*ACTIVITY*:
Search the material below for the word "serde" and copy every line in which it occurs.

*PROVIDED ENTRIES*:
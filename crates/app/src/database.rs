//! Database connection management

use sqlx::{PgPool, Postgres, Transaction, migrate::MigrateError};

#[derive(Debug, Clone)]
pub struct Db {
    pool: PgPool,
}

impl Db {
    #[must_use]
    pub fn new(pool: PgPool) -> Self {
        Self { pool }
    }

    /// Begin a transaction; each service call runs in exactly one.
    ///
    /// # Errors
    ///
    /// Returns an error when a connection cannot be acquired.
    pub async fn begin(&self) -> Result<Transaction<'static, Postgres>, sqlx::Error> {
        self.pool.begin().await
    }

    #[must_use]
    pub fn pool(&self) -> &PgPool {
        &self.pool
    }
}

/// Connect to `PostgreSQL`.
///
/// # Errors
///
/// Returns an error if the connection cannot be established.
pub async fn connect(database_url: &str) -> Result<PgPool, sqlx::Error> {
    PgPool::connect(database_url).await
}

/// Apply the embedded schema migrations.
///
/// # Errors
///
/// Returns an error if any migration fails to apply.
pub async fn migrate(pool: &PgPool) -> Result<(), MigrateError> {
    sqlx::migrate!("../../migrations").run(pool).await
}
//! Beer Index Handler

use std::{str::FromStr, sync::Arc};

use salvo::{oapi::ToSchema, prelude::*};
use serde::{Deserialize, Serialize};

use taproom_app::domain::{
    beers::{data::BeerFilter, records::BeerStyle},
    paging::{Page, PageRequest},
};

use crate::{
    beers::{errors::into_status_error, get::BeerResponse},
    errors::ApiError,
    extensions::*,
    state::State,
};

/// One page of beers ordered by name.
#[derive(Debug, Serialize, Deserialize, ToSchema)]
#[serde(rename_all = "camelCase")]
pub(crate) struct BeerPageResponse {
    pub content: Vec<BeerResponse>,

    /// 1-based number of this page
    pub page_number: u32,

    pub page_size: u32,

    /// Matching beers across all pages
    pub total_elements: u64,

    pub total_pages: u64,
}

impl From<Page<BeerResponse>> for BeerPageResponse {
    fn from(page: Page<BeerResponse>) -> Self {
        let total_pages = page.total_pages();

        BeerPageResponse {
            content: page.content,
            page_number: page.page_number,
            page_size: page.page_size,
            total_elements: page.total_elements,
            total_pages,
        }
    }
}

fn query_value<T: FromStr>(req: &Request, key: &str) -> Result<Option<T>, StatusError> {
    req.query::<String>(key)
        .map(|raw| raw.trim().parse::<T>())
        .transpose()
        .map_err(|_ignored| {
            StatusError::bad_request().brief(format!("could not parse \"{key}\" query parameter"))
        })
}

/// Read filters and paging from the query string.
fn parse_query(req: &Request) -> Result<(BeerFilter, PageRequest), StatusError> {
    let filter = BeerFilter {
        name: req.query::<String>("beerName"),
        style: query_value::<BeerStyle>(req, "beerStyle")?,
        show_inventory: query_value::<bool>(req, "showInventory")?,
    };

    let page = PageRequest::new(
        query_value::<i64>(req, "pageNumber")?,
        query_value::<i64>(req, "pageSize")?,
    );

    Ok((filter, page))
}

/// Beer Index Handler
///
/// Lists beers, optionally filtered by a case-insensitive name fragment and a
/// style. `showInventory=false` blanks every `quantityOnHand`.
#[endpoint(
    tags("beers"),
    summary = "List Beers",
    security(("basic_auth" = []), ("bearer_auth" = [])),
    parameters(
        ("beerName" = Option<String>, Query, description = "Case-insensitive name fragment"),
        ("beerStyle" = Option<String>, Query, description = "Exact style, e.g. IPA"),
        ("showInventory" = Option<bool>, Query, description = "false hides quantityOnHand"),
        ("pageNumber" = Option<i64>, Query, description = "1-based page, defaults to 1"),
        ("pageSize" = Option<i64>, Query, description = "Defaults to 25, capped at 1000"),
    ),
)]
pub(crate) async fn handler(
    req: &mut Request,
    depot: &mut Depot,
) -> Result<Json<BeerPageResponse>, ApiError> {
    let state = depot.obtain_or_500::<Arc<State>>()?;
    let (filter, page) = parse_query(req)?;

    let beers = state
        .app
        .beers
        .list_beers(filter, page)
        .await
        .map_err(into_status_error)?;

    Ok(Json(beers.map(BeerResponse::from).into()))
}

#[cfg(test)]
mod tests {
    use salvo::test::{ResponseExt, TestClient};
    use testresult::TestResult;

    use taproom_app::domain::{
        beers::{BeersServiceError, MockBeersService, records::BeerUuid},
        paging::MAX_PAGE_SIZE,
    };

    use crate::test_helpers::{beers_service, make_beer, strict_beers_mock};

    use super::*;

    fn make_service(repo: MockBeersService) -> Service {
        beers_service(repo, Router::with_path("api/v1/beer").get(handler))
    }

    fn expect_only_list<F>(repo: &mut MockBeersService, matcher: F, total: u64)
    where
        F: Fn(&BeerFilter, &PageRequest) -> bool + Send + 'static,
    {
        repo.expect_list_beers()
            .once()
            .withf(matcher)
            .return_once(move |_, page| {
                Ok(Page::new(vec![make_beer(BeerUuid::new())], page, total))
            });

        repo.expect_get_beer().never();
        repo.expect_create_beer().never();
        repo.expect_update_beer().never();
        repo.expect_patch_beer().never();
        repo.expect_delete_beer().never();
    }

    #[tokio::test]
    async fn test_index_defaults_to_first_page() -> TestResult {
        let mut repo = MockBeersService::new();

        expect_only_list(
            &mut repo,
            |filter, page| *filter == BeerFilter::default() && *page == PageRequest::first(),
            1,
        );

        let mut res = TestClient::get("http://example.com/api/v1/beer")
            .send(&make_service(repo))
            .await;

        assert_eq!(res.status_code, Some(StatusCode::OK));

        let body: BeerPageResponse = res.take_json().await?;

        assert_eq!(body.content.len(), 1);
        assert_eq!(body.page_number, 1);
        assert_eq!(body.page_size, 25);
        assert_eq!(body.total_elements, 1);
        assert_eq!(body.total_pages, 1);

        Ok(())
    }

    #[tokio::test]
    async fn test_index_forwards_filters_and_paging() -> TestResult {
        let mut repo = MockBeersService::new();

        expect_only_list(
            &mut repo,
            |filter, page| {
                filter.name.as_deref() == Some("IPA")
                    && filter.style == Some(BeerStyle::Ipa)
                    && filter.show_inventory == Some(false)
                    && page.page_number() == 2
                    && page.page_size() == 50
            },
            120,
        );

        let mut res = TestClient::get(
            "http://example.com/api/v1/beer?beerName=IPA&beerStyle=IPA&showInventory=false&pageNumber=2&pageSize=50",
        )
        .send(&make_service(repo))
        .await;

        assert_eq!(res.status_code, Some(StatusCode::OK));

        let body: BeerPageResponse = res.take_json().await?;

        assert_eq!(body.total_pages, 3);

        Ok(())
    }

    #[tokio::test]
    async fn test_index_clamps_oversized_page() -> TestResult {
        let mut repo = MockBeersService::new();

        expect_only_list(
            &mut repo,
            |_, page| page.page_size() == MAX_PAGE_SIZE,
            2413,
        );

        let res = TestClient::get("http://example.com/api/v1/beer?pageSize=2413")
            .send(&make_service(repo))
            .await;

        assert_eq!(res.status_code, Some(StatusCode::OK));

        Ok(())
    }

    #[tokio::test]
    async fn test_index_unknown_style_returns_400() -> TestResult {
        let res = TestClient::get("http://example.com/api/v1/beer?beerStyle=CIDER")
            .send(&make_service(strict_beers_mock()))
            .await;

        assert_eq!(res.status_code, Some(StatusCode::BAD_REQUEST));

        Ok(())
    }

    #[tokio::test]
    async fn test_index_non_numeric_page_returns_400() -> TestResult {
        let res = TestClient::get("http://example.com/api/v1/beer?pageNumber=two")
            .send(&make_service(strict_beers_mock()))
            .await;

        assert_eq!(res.status_code, Some(StatusCode::BAD_REQUEST));

        Ok(())
    }

    #[tokio::test]
    async fn test_index_storage_failure_returns_500() -> TestResult {
        let mut repo = MockBeersService::new();

        repo.expect_list_beers()
            .once()
            .return_once(|_, _| Err(BeersServiceError::Sql(sqlx::Error::PoolTimedOut)));

        repo.expect_get_beer().never();
        repo.expect_create_beer().never();
        repo.expect_update_beer().never();
        repo.expect_patch_beer().never();
        repo.expect_delete_beer().never();

        let res = TestClient::get("http://example.com/api/v1/beer")
            .send(&make_service(repo))
            .await;

        assert_eq!(res.status_code, Some(StatusCode::INTERNAL_SERVER_ERROR));

        Ok(())
    }
}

*EXERCISE ANSWER*:
use serde::{Deserialize, Serialize};
#[serde(rename_all = "camelCase")]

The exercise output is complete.